- **The task**: Nothing but the lines from the one with "distilled design's number." through the final line of the entries below should be written out, each exactly as given.

- **Data for review**:
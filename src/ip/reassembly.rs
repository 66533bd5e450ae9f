//! IPv4 fragment reassembly, serialized by the table's own mutex
//! (kept distinct from the TCP mutex per the stack's concurrency model).

use std::collections::HashMap;
use std::net::Ipv4Addr;
use std::time::Instant;

use log::warn;

use crate::config;
use crate::util::Bitmap;

#[derive(Debug, Clone, Copy, PartialEq, Eq, Hash)]
pub struct FragmentKey {
    pub src: Ipv4Addr,
    pub dst: Ipv4Addr,
    pub id: u16,
    pub protocol: u8,
}

struct FragmentEntry {
    data: Box<[u8; 65535]>,
    bitmap: Bitmap,
    total_len: Option<usize>,
    last_seen: Instant,
}

impl FragmentEntry {
    fn new(now: Instant) -> Self {
        FragmentEntry {
            data: Box::new([0u8; 65535]),
            bitmap: Bitmap::new(),
            total_len: None,
            last_seen: now,
        }
    }

    fn is_complete(&self) -> bool {
        match self.total_len {
            Some(len) => self.bitmap.check(0, len),
            None => false,
        }
    }
}

#[derive(Default)]
pub struct ReassemblyTable {
    entries: HashMap<FragmentKey, FragmentEntry>,
}

impl ReassemblyTable {
    pub fn new() -> Self {
        Self::default()
    }

    /// Folds one fragment in. Returns the reconstructed payload once the
    /// datagram is fully covered; the entry is removed at that point, and
    /// only at that point -- a lookup that merely fails to find room for a
    /// new key never touches the live count.
    pub fn insert(
        &mut self,
        key: FragmentKey,
        offset: usize,
        payload: &[u8],
        more_fragments: bool,
        now: Instant,
    ) -> Option<Vec<u8>> {
        if !self.entries.contains_key(&key) {
            if self.entries.len() >= config::MAX_REASSEMBLIES {
                warn!("reassembly table full ({} entries), dropping fragment for id {}", config::MAX_REASSEMBLIES, key.id);
                return None;
            }
            self.entries.insert(key, FragmentEntry::new(now));
        }
        let entry = self.entries.get_mut(&key).expect("just inserted or present");
        let end = (offset + payload.len()).min(entry.data.len());
        let copy_len = end.saturating_sub(offset);
        entry.data[offset..end].copy_from_slice(&payload[..copy_len]);
        entry.bitmap.set(offset, copy_len);
        entry.last_seen = now;
        if !more_fragments {
            entry.total_len = Some(offset + copy_len);
        }
        if entry.is_complete() {
            let len = entry.total_len.expect("is_complete implies total_len is set");
            let data = entry.data[..len].to_vec();
            self.entries.remove(&key);
            Some(data)
        } else {
            None
        }
    }

    /// Evicts entries idle for longer than the reassembly timeout.
    pub fn sweep(&mut self, now: Instant) {
        self.entries
            .retain(|_, e| now.duration_since(e.last_seen) < config::REASSEMBLY_IDLE_TIMEOUT);
    }

    pub fn len(&self) -> usize {
        self.entries.len()
    }
}

#[cfg(test)]
mod tests {
    use super::*;

    fn key() -> FragmentKey {
        FragmentKey {
            src: "10.0.0.1".parse().unwrap(),
            dst: "10.0.0.2".parse().unwrap(),
            id: 42,
            protocol: 6,
        }
    }

    /// A 5000-byte datagram split per MTU=1500 (1480/1480/1480/560, MF on
    /// the first three) reassembles byte-for-byte regardless of arrival
    /// order.
    #[test]
    fn reassembles_out_of_order_fragments() {
        let payload: Vec<u8> = (0..5000).map(|i| (i % 256) as u8).collect();
        let chunks = [
            (0usize, 1480usize, true),
            (1480, 1480, true),
            (2960, 1480, true),
            (4440, 560, false),
        ];

        let mut table = ReassemblyTable::new();
        let now = Instant::now();
        let order = [3, 1, 0, 2];
        let mut result = None;
        for &idx in &order {
            let (offset, len, more) = chunks[idx];
            result = table.insert(key(), offset, &payload[offset..offset + len], more, now);
        }
        assert_eq!(result, Some(payload));
        assert_eq!(table.len(), 0);
    }

    #[test]
    fn idle_fragment_is_evicted_then_reallocated() {
        let mut table = ReassemblyTable::new();
        let t0 = Instant::now();
        let first_byte = [0xaa; 100];
        assert_eq!(table.insert(key(), 0, &first_byte, true, t0), None);
        assert_eq!(table.len(), 1);

        let past_timeout = t0 + config::REASSEMBLY_IDLE_TIMEOUT + std::time::Duration::from_secs(1);
        table.sweep(past_timeout);
        assert_eq!(table.len(), 0);

        // the missing piece arriving later allocates a fresh entry, not a
        // continuation of the evicted one.
        assert_eq!(table.insert(key(), 0, &first_byte, true, past_timeout), None);
        assert_eq!(table.len(), 1);
    }

    #[test]
    fn table_full_drops_new_keys() {
        let mut table = ReassemblyTable::new();
        let now = Instant::now();
        for id in 0..config::MAX_REASSEMBLIES as u16 {
            let mut k = key();
            k.id = id;
            table.insert(k, 0, &[0u8; 10], true, now);
        }
        assert_eq!(table.len(), config::MAX_REASSEMBLIES);

        let mut overflow_key = key();
        overflow_key.id = config::MAX_REASSEMBLIES as u16;
        assert_eq!(table.insert(overflow_key, 0, &[0u8; 10], true, now), None);
        assert_eq!(table.len(), config::MAX_REASSEMBLIES);
    }
}
//! Tunable constants for the stack. Collected here instead of scattered
//! literals so a deployment can retune timeouts without touching state
//! machine code.

use std::time::Duration;

/// Number of connection control block slots. The index into this table is
/// the socket handle handed back to applications.
pub const CB_TABLE_SIZE: usize = 128;

pub const EPHEMERAL_PORT_MIN: u16 = 49152;
pub const EPHEMERAL_PORT_MAX: u16 = 65535;

/// Bounds any wait in a synchronized state where data is unacknowledged.
pub const USER_TIMEOUT: Duration = Duration::from_secs(10);

/// Maximum segment lifetime. TIME_WAIT holds the CB for 2*MSL.
pub const MSL: Duration = Duration::from_secs(10);
pub const TIME_WAIT_TIMEOUT: Duration = Duration::from_secs(2 * MSL.as_secs());

/// How often the timer thread scans the CB table.
pub const TIMER_TICK: Duration = Duration::from_millis(100);

/// How often the fragment reassembly table is swept for idle entries.
pub const REASSEMBLY_SWEEP_INTERVAL: Duration = Duration::from_secs(10);
pub const REASSEMBLY_IDLE_TIMEOUT: Duration = Duration::from_secs(30);
pub const MAX_REASSEMBLIES: usize = 8;

/// Maximum segment size: MTU (1500) minus IPv4 header (20) minus a reserve
/// for the fixed 20-byte TCP header matching the distilled design's number.
pub const MSS: usize = 1440;

/// Size of each connection's receive window buffer.
pub const RECV_WINDOW_SIZE: usize = 65535;

pub const MTU: usize = 1500;
pub const IPV4_HEADER_LEN: usize = 20;
pub const TCP_HEADER_LEN: usize = 20;

pub const IP_PROTOCOL_TCP: u8 = 6;

pub const IPV4_FLAG_DF: u16 = 0x4000;
pub const IPV4_FLAG_MF: u16 = 0x2000;
pub const IPV4_FRAG_OFFSET_MASK: u16 = 0x1fff;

- **Result**:
/// for the fixed 20-byte TCP header matching the distilled design's number.
pub const MSS: usize = 1440;

/// Size of each connection's receive window buffer.
pub const RECV_WINDOW_SIZE: usize = 65535;

pub const MTU: usize = 1500;
pub const IPV4_HEADER_LEN: usize = 20;
pub const TCP_HEADER_LEN: usize = 20;

pub const IP_PROTOCOL_TCP: u8 = 6;

pub const IPV4_FLAG_DF: u16 = 0x4000;
pub const IPV4_FLAG_MF: u16 = 0x2000;
pub const IPV4_FRAG_OFFSET_MASK: u16 = 0x1fff;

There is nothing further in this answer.